Friday, January 05, 2007
TCW: Jason, thanks for agreeing to chat with us today. For our readers who don’t know who you are, please tell us a little about yourself, your past experience, and your role at Mark Logic.
JH: Thanks for having me here, Scott. Or do people call you Mr. Wrangler?
Some people may know me for my work in Java, where I wrote Java Servlet Programming (O’Reilly), helped develop Tomcat and Ant, created the JDOM open source library for XML manipulation, and worked as Apache’s representative to the Java Community Process Executive Committee. For the last few years though I’ve been concentrating on XQuery and its ability to support large-scale XML content manipulation, and as part of that I joined Mark Logic and work here as Principal Technologist.

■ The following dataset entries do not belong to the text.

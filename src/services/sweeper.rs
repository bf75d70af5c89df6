//! Background expiry sweeper.

use std::time::Duration;

use tokio::time::interval;
use tracing::{error, info};

use super::tokens::{LifecycleManager, SweepOutcome};

/// Configuration for the sweeper task.
#[derive(Clone)]
pub struct SweeperConfig {
    /// How often to run a sweep (in seconds)
    pub interval_secs: u64,
}

/// Start the expiry sweep background task.
///
/// Spawns a tokio task that periodically reconciles token status against
/// the clock and dispatches pending expiry notifications. The sweep is
/// idempotent per row, so a failed cycle is simply retried on the next
/// tick.
pub fn start_sweeper_task(manager: LifecycleManager, config: SweeperConfig) {
    tokio::spawn(async move {
        info!(
            "Starting expiry sweeper (interval: {} seconds)",
            config.interval_secs
        );

        let mut ticker = interval(Duration::from_secs(config.interval_secs));

        loop {
            ticker.tick().await;

            match manager.sweep_expirations(manager.now()).await {
                Ok(outcome) => {
                    if outcome != SweepOutcome::default() {
                        info!(
                            "Sweep: {} expired, {} notified, {} skipped, {} otp codes deactivated",
                            outcome.expired,
                            outcome.notified,
                            outcome.skipped,
                            outcome.otp_deactivated
                        );
                    }
                }
                Err(e) => error!("Expiry sweep failed: {}", e),
            }
        }
    });
}
//! Clock seam so expiry logic is testable with synthetic time.

use std::sync::Mutex;

use chrono::{DateTime, Duration, Utc};

/// Source of the current instant.
pub trait Clock: Send + Sync {
    fn now(&self) -> DateTime<Utc>;
}

/// Wall-clock time.
pub struct SystemClock;

impl Clock for SystemClock {
    fn now(&self) -> DateTime<Utc> {
        Utc::now()
    }
}

/// Settable clock for tests.
pub struct ManualClock {
    now: Mutex<DateTime<Utc>>,
}

impl ManualClock {
    pub fn new(start: DateTime<Utc>) -> Self {
        Self {
            now: Mutex::new(start),
        }
    }

    pub fn set(&self, instant: DateTime<Utc>) {
        *self.now.lock().expect("clock mutex poisoned") = instant;
    }

    pub fn advance(&self, by: Duration) {
        let mut now = self.now.lock().expect("clock mutex poisoned");
        *now += by;
    }
}

impl Clock for ManualClock {
    fn now(&self) -> DateTime<Utc> {
        *self.now.lock().expect("clock mutex poisoned")
    }
}

#[cfg(test)]
mod tests {
    use super::*;

    #[test]
    fn test_manual_clock_advances() {
        let start = Utc::now();
        let clock = ManualClock::new(start);
        assert_eq!(clock.now(), start);

        clock.advance(Duration::minutes(10));
        assert_eq!(clock.now(), start + Duration::minutes(10));

        clock.set(start);
        assert_eq!(clock.now(), start);
    }
}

TCW: Can you tell us a little about Mark Logic. What types of solutions do you sell and to whom?
JH: Mark Logic sells an XML Content Server (called MarkLogic Server) that acts as a platform for people creating content applications. We use XQuery as the language for interacting with the server, with extensions for advanced text search, transactional updates, and other useful features. While most XQuery engines focus on handling XML data (such as purchase orders) we focus on XML content (such as books, articles, references, web pages, and blogs). XML content, unlike data, is more textual, ordered, hierarchically structured, and diverse in its construct. We’ve enjoyed a lot of success selling in the publishing and government verticals.
My focus within the company is primarily on publishing. We help publishers as they move beyond simple “aggregation of content” to what you might call “interpretation of content”. By understanding XML natively and providing an efficient mechanism to load, query, manipulate, and render XML content, publishers can raise the bar on what they deliver and how fast they can deliver it.

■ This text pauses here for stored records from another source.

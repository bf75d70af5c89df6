//! User model: identity anchor for tokens and OTP codes.

use chrono::{DateTime, Utc};
use serde::{Deserialize, Serialize};
use uuid::Uuid;

/// User stored in the database.
///
/// Users are soft-deleted only; `version` increments on every mutating
/// update and backs the optimistic concurrency checks.
#[derive(Debug, Clone, Serialize, Deserialize)]
pub struct User {
    pub id: Uuid,
    pub email: String,
    pub username: String,
    pub first_name: String,
    pub last_name: String,
    /// Hash of the user's password; never the plaintext
    pub password_hash: String,
    pub avatar_url: Option<String>,
    pub is_active: bool,
    pub last_login_at: Option<DateTime<Utc>>,
    /// Opaque settings blob
    pub settings: serde_json::Value,
    /// Optimistic concurrency counter, starts at 1
    pub version: i32,
    pub created_at: DateTime<Utc>,
    pub updated_at: DateTime<Utc>,
    pub deleted_at: Option<DateTime<Utc>>,
}

impl User {
    /// Check if the user has been soft-deleted.
    pub fn is_deleted(&self) -> bool {
        self.deleted_at.is_some()
    }
}
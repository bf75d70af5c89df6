//! Access token entity.

use sea_orm::entity::prelude::*;

#[derive(Clone, Debug, PartialEq, Eq, DeriveEntityModel)]
#[sea_orm(table_name = "access_tokens")]
pub struct Model {
    #[sea_orm(primary_key, auto_increment = false)]
    pub id: Uuid,
    #[sea_orm(unique)]
    pub token: String,
    pub name: String,
    pub user_id: Option<Uuid>,
    pub service_id: Uuid,
    pub status: String,
    pub notified: bool,
    pub version: i32,
    pub created_at: DateTimeUtc,
    pub updated_at: DateTimeUtc,
    pub expires_at: DateTimeUtc,
    pub renewed_at: Option<DateTimeUtc>,
}

#[derive(Copy, Clone, Debug, EnumIter, DeriveRelation)]
pub enum Relation {}

impl ActiveModelBehavior for ActiveModel {}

In my discussions with publishers I’ve identified a few trends in web publishing, trends I think we’ve helped advance:
PathCONSULT “differential diagnosis” feature.
Screenshot: Oxford African American Studies website. Get a free 30-day trial of Oxford Press.
Screenshot: “At A Glance” listing for Harriet Ross Tubman, Oxford African American Studies.
Screenshot: Congressional Quarterly website.
There are several other trends. I give a presentation “Web Publishing 2.0” where I explain the top ten trends I’m seeing in the publishing industry.
TCW: Can you help our readers understand what the XQuery standard is, why it was needed, how Mark Logic uses it, and why it’s a better approach than some others?
JH: XQuery is a World Wide Web Consortium (W3C) standard language designed to query XML. In some ways it is to the XML data model what SQL is to the relational data model. XQuery is currently a proposed recommendation, the last step before its formal 1.0 release.
Mark Logic uses XQuery because it provides a powerful mechanism to interact with our XML Content Server. Perhaps because of its name, some think of it as just a query language, but there’s a real programming language in there. You can do some amazing things with it. If the job involves large-scale querying, manipulating, and/or rendering of XML, XQuery produces a solution far simpler than something like Java and JDOM. XQuery can be easier to program than XSLT and, with an indexed store like MarkLogic, run much more efficiently as well.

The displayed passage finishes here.